----- PROVIDED MATERIAL -----

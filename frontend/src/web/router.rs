//! Router engine over the History API.
//!
//! All `window.history` access is concentrated here. Navigation follows a
//! request -> guard -> load flow; the guard rules themselves live in
//! `web::route`. The auth signal is injected so this module knows nothing
//! about how sessions are stored.

use leptos::prelude::*;
use wasm_bindgen::prelude::*;

use super::route::{AppRoute, AuthStatus, GuardOutcome, decide};

fn current_path() -> String {
    web_sys::window()
        .and_then(|w| w.location().pathname().ok())
        .unwrap_or_else(|| "/".to_string())
}

fn push_history_state(path: &str) {
    if let Some(window) = web_sys::window() {
        if let Ok(history) = window.history() {
            let _ = history.push_state_with_url(&JsValue::NULL, "", Some(path));
        }
    }
}

/// Used for redirects so the denied URL does not pollute the back stack.
fn replace_history_state(path: &str) {
    if let Some(window) = web_sys::window() {
        if let Ok(history) = window.history() {
            let _ = history.replace_state_with_url(&JsValue::NULL, "", Some(path));
        }
    }
}

/// Router service shared through the Leptos context.
#[derive(Clone, Copy)]
pub struct RouterService {
    current_route: ReadSignal<AppRoute>,
    set_route: WriteSignal<AppRoute>,
    auth_status: Signal<AuthStatus>,
}

impl RouterService {
    fn new(auth_status: Signal<AuthStatus>) -> Self {
        let initial_route = AppRoute::from_path(&current_path());
        let (current_route, set_route) = signal(initial_route);

        Self {
            current_route,
            set_route,
            auth_status,
        }
    }

    pub fn current_route(&self) -> ReadSignal<AppRoute> {
        self.current_route
    }

    pub fn auth_status(&self) -> Signal<AuthStatus> {
        self.auth_status
    }

    pub fn navigate(&self, path: &str) {
        self.navigate_to_route(AppRoute::from_path(path), true);
    }

    fn navigate_to_route(&self, target: AppRoute, use_push: bool) {
        let status = self.auth_status.get_untracked();

        match decide(target, status) {
            GuardOutcome::RedirectTo(redirect) => {
                web_sys::console::log_1(
                    &format!("[Router] {} denied, redirecting to {}", target, redirect).into(),
                );
                if use_push {
                    push_history_state(redirect.to_path());
                } else {
                    replace_history_state(redirect.to_path());
                }
                self.set_route.set(redirect);
            }
            // While auth is unknown the outlet shows the placeholder; the
            // auth effect re-runs the guard once hydration finishes.
            GuardOutcome::Render | GuardOutcome::Placeholder => {
                if use_push {
                    push_history_state(target.to_path());
                } else {
                    replace_history_state(target.to_path());
                }
                self.set_route.set(target);
            }
        }
    }

    /// Back/forward buttons go through the same guard as normal navigation.
    fn init_popstate_listener(&self) {
        let set_route = self.set_route;
        let auth_status = self.auth_status;

        let closure = Closure::<dyn Fn()>::new(move || {
            let target = AppRoute::from_path(&current_path());
            match decide(target, auth_status.get_untracked()) {
                GuardOutcome::RedirectTo(redirect) => {
                    replace_history_state(redirect.to_path());
                    set_route.set(redirect);
                }
                GuardOutcome::Render | GuardOutcome::Placeholder => set_route.set(target),
            }
        });

        if let Some(window) = web_sys::window() {
            let _ = window
                .add_event_listener_with_callback("popstate", closure.as_ref().unchecked_ref());
        }

        // Leak the closure to keep the listener alive.
        closure.forget();
    }

    /// Re-runs the guard whenever the session state changes: login bounces
    /// the user off the login page, logout (including a 401 forced logout)
    /// bounces them off protected pages.
    fn setup_auth_redirect(&self) {
        let current_route = self.current_route;
        let set_route = self.set_route;
        let auth_status = self.auth_status;

        Effect::new(move |_| {
            let status = auth_status.get();
            if status == AuthStatus::Unknown {
                return;
            }
            let route = current_route.get_untracked();
            if let GuardOutcome::RedirectTo(redirect) = decide(route, status) {
                web_sys::console::log_1(
                    &format!("[Router] auth changed, redirecting to {}", redirect).into(),
                );
                replace_history_state(redirect.to_path());
                set_route.set(redirect);
            }
        });
    }
}

fn provide_router(auth_status: Signal<AuthStatus>) -> RouterService {
    let router = RouterService::new(auth_status);
    router.init_popstate_listener();
    router.setup_auth_redirect();
    provide_context(router);
    router
}

pub fn use_router() -> RouterService {
    use_context::<RouterService>()
        .expect("RouterService not found in context. Ensure Router is provided.")
}

// ============================================================================
// UI components
// ============================================================================

/// Root router component; provides the service to the whole tree.
#[component]
pub fn Router(
    /// Session state as seen by the guard.
    auth_status: Signal<AuthStatus>,
    children: Children,
) -> impl IntoView {
    provide_router(auth_status);
    children()
}

/// Renders the view for the current route, the hydration placeholder, or
/// nothing at all while a redirect is in flight.
#[component]
pub fn RouterOutlet(
    /// Maps a permitted route to its view.
    matcher: fn(AppRoute) -> AnyView,
) -> impl IntoView {
    let router = use_router();

    move || {
        let current = router.current_route().get();
        match decide(current, router.auth_status().get()) {
            GuardOutcome::Render => matcher(current),
            GuardOutcome::Placeholder => view! {
                <div class="flex items-center justify-center min-h-screen bg-base-200">
                    <span class="loading loading-spinner loading-lg text-primary"></span>
                </div>
            }
            .into_any(),
            // The auth effect issues the actual redirect.
            GuardOutcome::RedirectTo(_) => ().into_any(),
        }
    }
}
//! Mesa Dashboard frontend.
//!
//! Context-driven layering, decoupled through injected signals:
//! - `session` / `auth`: session state machine and its storage glue
//! - `web::route` / `web::router`: guard rules (domain) and History engine
//! - `api`: bearer-authenticated gateway with one normalized error shape
//! - `controller`: list/form state machine behind every CRUD page
//! - `components`: UI layer

mod api;
mod auth;
mod components {
    pub mod dashboard;
    pub mod layout;
    pub mod login;
    pub mod menus;
    pub mod orders;
    pub mod register;
    pub mod restaurants;
    pub mod settings;
}
mod controller;
mod session;
pub(crate) mod web;

use crate::auth::{AuthContext, init_auth, use_auth};
use crate::components::dashboard::DashboardPage;
use crate::components::login::LoginPage;
use crate::components::menus::MenusPage;
use crate::components::orders::OrdersPage;
use crate::components::register::RegisterPage;
use crate::components::restaurants::RestaurantsPage;
use crate::components::settings::SettingsPage;

use leptos::prelude::*;

use web::route::AppRoute;
use web::router::{Router, RouterOutlet, use_router};

/// Maps a permitted route to its page.
fn route_matcher(route: AppRoute) -> AnyView {
    match route {
        AppRoute::Home => view! { <HomePage /> }.into_any(),
        AppRoute::Login => view! { <LoginPage /> }.into_any(),
        AppRoute::Register => view! { <RegisterPage /> }.into_any(),
        AppRoute::Dashboard => view! { <DashboardPage /> }.into_any(),
        AppRoute::Restaurants => view! { <RestaurantsPage /> }.into_any(),
        AppRoute::Menus => view! { <MenusPage /> }.into_any(),
        AppRoute::Orders => view! { <OrdersPage /> }.into_any(),
        AppRoute::Settings => view! { <SettingsPage /> }.into_any(),
        AppRoute::ApiDocs => view! { <ApiDocsPage /> }.into_any(),
        AppRoute::NotFound => view! {
            <div class="flex items-center justify-center min-h-screen bg-base-200">
                <div class="text-center">
                    <h1 class="text-6xl font-bold text-error">"404"</h1>
                    <p class="text-xl mt-4">"Page not found"</p>
                </div>
            </div>
        }
        .into_any(),
    }
}

/// Landing page: forwards to the dashboard or the login page once the
/// session state is known.
#[component]
fn HomePage() -> impl IntoView {
    let auth = use_auth();
    let router = use_router();

    Effect::new(move |_| {
        let session = auth.state.get();
        if session.is_loading {
            return;
        }
        if session.is_authenticated() {
            router.navigate("/dashboard");
        } else {
            router.navigate("/auth/login");
        }
    });

    view! {
        <div class="flex items-center justify-center min-h-screen bg-base-200">
            <span class="loading loading-spinner loading-lg text-primary"></span>
        </div>
    }
}

/// Static reference of the REST surface the dashboard talks to.
#[component]
fn ApiDocsPage() -> impl IntoView {
    let endpoint = |method: &'static str, path: &'static str, desc: &'static str| {
        view! {
            <tr>
                <td><span class="badge badge-outline font-mono">{method}</span></td>
                <td class="font-mono text-sm">{path}</td>
                <td class="text-base-content/70">{desc}</td>
            </tr>
        }
    };

    view! {
        <div class="min-h-screen bg-base-200 p-4 md:p-8">
            <div class="max-w-3xl mx-auto card bg-base-100 shadow-xl">
                <div class="card-body">
                    <h1 class="card-title text-2xl">"API reference"</h1>
                    <p class="text-base-content/70">
                        "All routes below the auth endpoints require an "
                        <code>"Authorization: Bearer"</code>
                        " token obtained from login."
                    </p>
                    <table class="table w-full mt-4">
                        <tbody>
                            {endpoint("POST", "/auth/login", "Authenticate a restaurant")}
                            {endpoint("GET", "/restaurants", "List restaurants")}
                            {endpoint("POST", "/restaurants", "Register a restaurant")}
                            {endpoint("PUT", "/restaurants/{id}", "Update a restaurant")}
                            {endpoint("GET", "/restaurants/profile", "Authenticated profile")}
                            {endpoint("GET", "/menus", "List menus")}
                            {endpoint("POST", "/menus", "Create a menu")}
                            {endpoint("PUT", "/menus/{id}", "Update a menu")}
                            {endpoint("GET", "/orders", "List orders")}
                            {endpoint("POST", "/orders", "Create an order")}
                            {endpoint("PUT", "/orders/{id}", "Update an order")}
                            {endpoint("GET", "/addresses", "List addresses")}
                            {endpoint("POST", "/addresses", "Create an address")}
                            {endpoint("PUT", "/addresses/{id}", "Update an address")}
                        </tbody>
                    </table>
                </div>
            </div>
        </div>
    }
}

#[component]
pub fn App() -> impl IntoView {
    // One session per app instance, injected everywhere via context.
    let auth_ctx = AuthContext::new();
    provide_context(auth_ctx);

    // Hydrate from the persisted token before the guard decides anything.
    init_auth(&auth_ctx);

    // The router only sees the derived status signal, not the session.
    let auth_status = auth_ctx.auth_status_signal();

    view! {
        <Router auth_status=auth_status>
            <RouterOutlet matcher=route_matcher />
        </Router>
    }
}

-----

● EXERCISE
Wherever a line holds the word "center", copy that line out of the entries above.

● ANSWER
                <div class="flex items-center justify-center min-h-screen bg-base-200">
            <div class="flex items-center justify-center min-h-screen bg-base-200">
                <div class="text-center">
        <div class="flex items-center justify-center min-h-screen bg-base-200">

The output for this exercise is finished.